Calculs des taux de mortalité

Bien que la surveillance nationale prospective de la maladie de Creutzfeldt-Jakob au Canada ait officiellement débuté le 1er avril 1998, des données existaient également sur les décès attribuables à la maladie de Creutzfeldt-Jakob survenus en janvier, février et mars 1998. Par conséquent, les données présentées dans ce rapport incluent les décès attribuables à la maladie de Creutzfeldt-Jakob au Canada recensés par le SS-MCJ comme étant survenus entre le 1er janvier 1998 et le 31 décembre 2013. Compte tenu de la portée nationale du SS-MCJ et de son approche basée sur la population, aux fins du présent rapport, la population entière du Canada a été utilisée pour estimer les taux de mortalité, qui sont exprimés ici en cas unitaires par million d'habitants par année. Il convient de noter également que, bien qu'aucun cas de maladie de Creutzfeldt-Jakob n'ait été recensé dans les territoires canadiens (Yukon, Territoires du Nord-Ouest et Nunavut) pendant la période de surveillance, étant donné que le SS-MCJ était prêt à accepter des déclarations de cas de ces régions, leurs populations ont été incluses dans les dénominateurs des estimations du taux national. Les chiffres de la population canadienne et les données démographiques ont été adaptés à partir de la base de données socioéconomiques en ligne CANSIM de Statistique CanadaNote de bas de page 24. Sur la base de ces données, pour l'ensemble de la période à l'étude, la surveillance a porté sur un total nominal de 521 794 297 années-personnes, où une année-personne représente l'appartenance d'une personne à une population vulnérable sur une période d'une annéeNote de bas de page 25.

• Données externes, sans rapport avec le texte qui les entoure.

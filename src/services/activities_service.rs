use tracing::info;

use crate::database::ActivityStore;
use crate::errors::ActivityError;
use crate::models::ActivityMap;

pub async fn list_activities(store: &ActivityStore) -> ActivityMap {
    store.list_activities().await
}

/// Adds `email` to the roster of `activity_name`. Returns the confirmation message.
pub async fn signup_for_activity(
    store: &ActivityStore,
    activity_name: &str,
    email: &str,
) -> Result<String, ActivityError> {
    let spots_left = store
        .update_activity(activity_name, |activity| {
            if activity.is_signed_up(email) {
                return Err(ActivityError::AlreadySignedUp);
            }
            if activity.is_full() {
                return Err(ActivityError::ActivityFull);
            }
            activity.participants.push(email.to_string());
            Ok(activity.spots_left())
        })
        .await?;

    info!(activity = %activity_name, %email, spots_left, "signup accepted");
    Ok(format!("Signed up {} for {}", email, activity_name))
}

pub async fn unregister_from_activity(
    store: &ActivityStore,
    activity_name: &str,
    email: &str,
) -> Result<String, ActivityError> {
    store
        .update_activity(activity_name, |activity| {
            let Some(pos) = activity.participants.iter().position(|p| p == email) else {
                return Err(ActivityError::NotRegistered);
            };
            activity.participants.remove(pos);
            Ok(())
        })
        .await?;

    info!(activity = %activity_name, %email, "unregister accepted");
    Ok(format!("Unregistered {} from {}", email, activity_name))
}

#[cfg(test)]
mod tests {
    use super::*;
    use crate::database::seed;
    use crate::models::Activity;

    fn seeded() -> ActivityStore {
        ActivityStore::new(seed::default_activities())
    }

    async fn roster(store: &ActivityStore, name: &str) -> Vec<String> {
        store.list_activities().await[name].participants.clone()
    }

    #[tokio::test]
    async fn signup_appends_in_order() {
        let store = seeded();
        let before = roster(&store, "Chess Club").await;

        let msg = signup_for_activity(&store, "Chess Club", "newstudent@mergington.edu")
            .await
            .unwrap();
        assert_eq!(msg, "Signed up newstudent@mergington.edu for Chess Club");

        let after = roster(&store, "Chess Club").await;
        assert_eq!(after.len(), before.len() + 1);
        assert_eq!(after.last().unwrap(), "newstudent@mergington.edu");
        assert_eq!(&after[..before.len()], &before[..]);
    }

    #[tokio::test]
    async fn duplicate_signup_is_rejected_and_roster_unchanged() {
        let store = seeded();
        signup_for_activity(&store, "Programming Class", "duplicate@mergington.edu")
            .await
            .unwrap();
        let before = roster(&store, "Programming Class").await;

        let err = signup_for_activity(&store, "Programming Class", "duplicate@mergington.edu")
            .await
            .unwrap_err();
        assert_eq!(err, ActivityError::AlreadySignedUp);
        assert!(err.to_string().contains("already signed up"));
        assert_eq!(roster(&store, "Programming Class").await, before);
    }

    #[tokio::test]
    async fn unknown_activity_is_not_found_for_both_operations() {
        let store = seeded();
        for email in ["a@mergington.edu", "michael@mergington.edu", ""] {
            assert_eq!(
                signup_for_activity(&store, "Nonexistent Activity", email).await,
                Err(ActivityError::NotFound)
            );
            assert_eq!(
                unregister_from_activity(&store, "Nonexistent Activity", email).await,
                Err(ActivityError::NotFound)
            );
        }
    }

    #[tokio::test]
    async fn activity_names_are_case_sensitive() {
        let store = seeded();
        assert_eq!(
            signup_for_activity(&store, "chess club", "a@mergington.edu").await,
            Err(ActivityError::NotFound)
        );
    }

    #[tokio::test]
    async fn full_activity_rejects_signup() {
        let mut map = ActivityMap::new();
        map.insert(
            "Tiny".to_string(),
            Activity::new("d", "s", 1, &["only@mergington.edu"]),
        );
        let store = ActivityStore::new(map);

        let err = signup_for_activity(&store, "Tiny", "late@mergington.edu")
            .await
            .unwrap_err();
        assert_eq!(err, ActivityError::ActivityFull);
        assert_eq!(roster(&store, "Tiny").await.len(), 1);
    }

    #[tokio::test]
    async fn duplicate_check_wins_over_capacity() {
        let mut map = ActivityMap::new();
        map.insert(
            "Tiny".to_string(),
            Activity::new("d", "s", 1, &["only@mergington.edu"]),
        );
        let store = ActivityStore::new(map);
        assert_eq!(
            signup_for_activity(&store, "Tiny", "only@mergington.edu").await,
            Err(ActivityError::AlreadySignedUp)
        );
    }

    #[tokio::test]
    async fn unregister_removes_exactly_that_email() {
        let store = seeded();
        signup_for_activity(&store, "Basketball Team", "unregister@mergington.edu")
            .await
            .unwrap();
        let before = roster(&store, "Basketball Team").await;

        let msg = unregister_from_activity(&store, "Basketball Team", "unregister@mergington.edu")
            .await
            .unwrap();
        assert!(msg.contains("Unregistered"));

        let after = roster(&store, "Basketball Team").await;
        assert_eq!(after.len(), before.len() - 1);
        assert!(!after.contains(&"unregister@mergington.edu".to_string()));
        assert!(after.contains(&"james@mergington.edu".to_string()));
    }

    #[tokio::test]
    async fn unregister_non_member_is_rejected() {
        let store = seeded();
        let before = roster(&store, "Tennis Club").await;

        let err = unregister_from_activity(&store, "Tennis Club", "notregistered@mergington.edu")
            .await
            .unwrap_err();
        assert_eq!(err, ActivityError::NotRegistered);
        assert!(err.to_string().contains("not registered"));
        assert_eq!(roster(&store, "Tennis Club").await, before);
    }

    #[tokio::test(flavor = "multi_thread", worker_threads = 4)]
    async fn concurrent_duplicate_signups_admit_one() {
        let store = seeded();
        let mut handles = Vec::new();
        for _ in 0..16 {
            let store = store.clone();
            handles.push(tokio::spawn(async move {
                signup_for_activity(&store, "Gym Class", "racer@mergington.edu").await
            }));
        }

        let mut ok = 0;
        for handle in handles {
            if handle.await.unwrap().is_ok() {
                ok += 1;
            }
        }
        assert_eq!(ok, 1);

        let count = roster(&store, "Gym Class")
            .await
            .iter()
            .filter(|p| p.as_str() == "racer@mergington.edu")
            .count();
        assert_eq!(count, 1);
    }
}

Les intervalles de confiance (IC) à 95 % exacts pour les estimations du taux de mortalité ont été dérivés à partir d'un modèle de Poisson des nombres de cas. L'hypothèse d'une tendance linéaire des taux de mortalité ajustés en fonction de l'âge pendant la période de surveillance a été testée au moyen d'une régression linéaire non paramétrique, dans laquelle la pente de la régression a été calculée en prenant la médiane des pentes reliant toutes les paires de points de données. De plus, un test bilatéral de la corrélation des rangs entre l'année et le taux de mortalité a été effectué au moyen du coefficient tau de Kendall, qui est basé sur la proportion de paires d'observations de deux variables dans lesquelles les rangs respectifs des deux observations sont concordantsNote de bas de page 26. Des indices comparatifs de mortalité (ICM) pour la MCJs (définis comme le rapport entre les taux de mortalité totaux observés dans une population à l'étude et les taux de mortalité « attendus » dans la population à l'étude dérivés de taux selon l'âge connus pour une population de référence) ont été estimés pour chaque province. Les taux de mortalité nationaux de la maladie de Creutzfeldt-Jakob ont été utilisés pour calculer les taux attendus, en basant ici encore les IC à 95 % sur un modèle de Poisson.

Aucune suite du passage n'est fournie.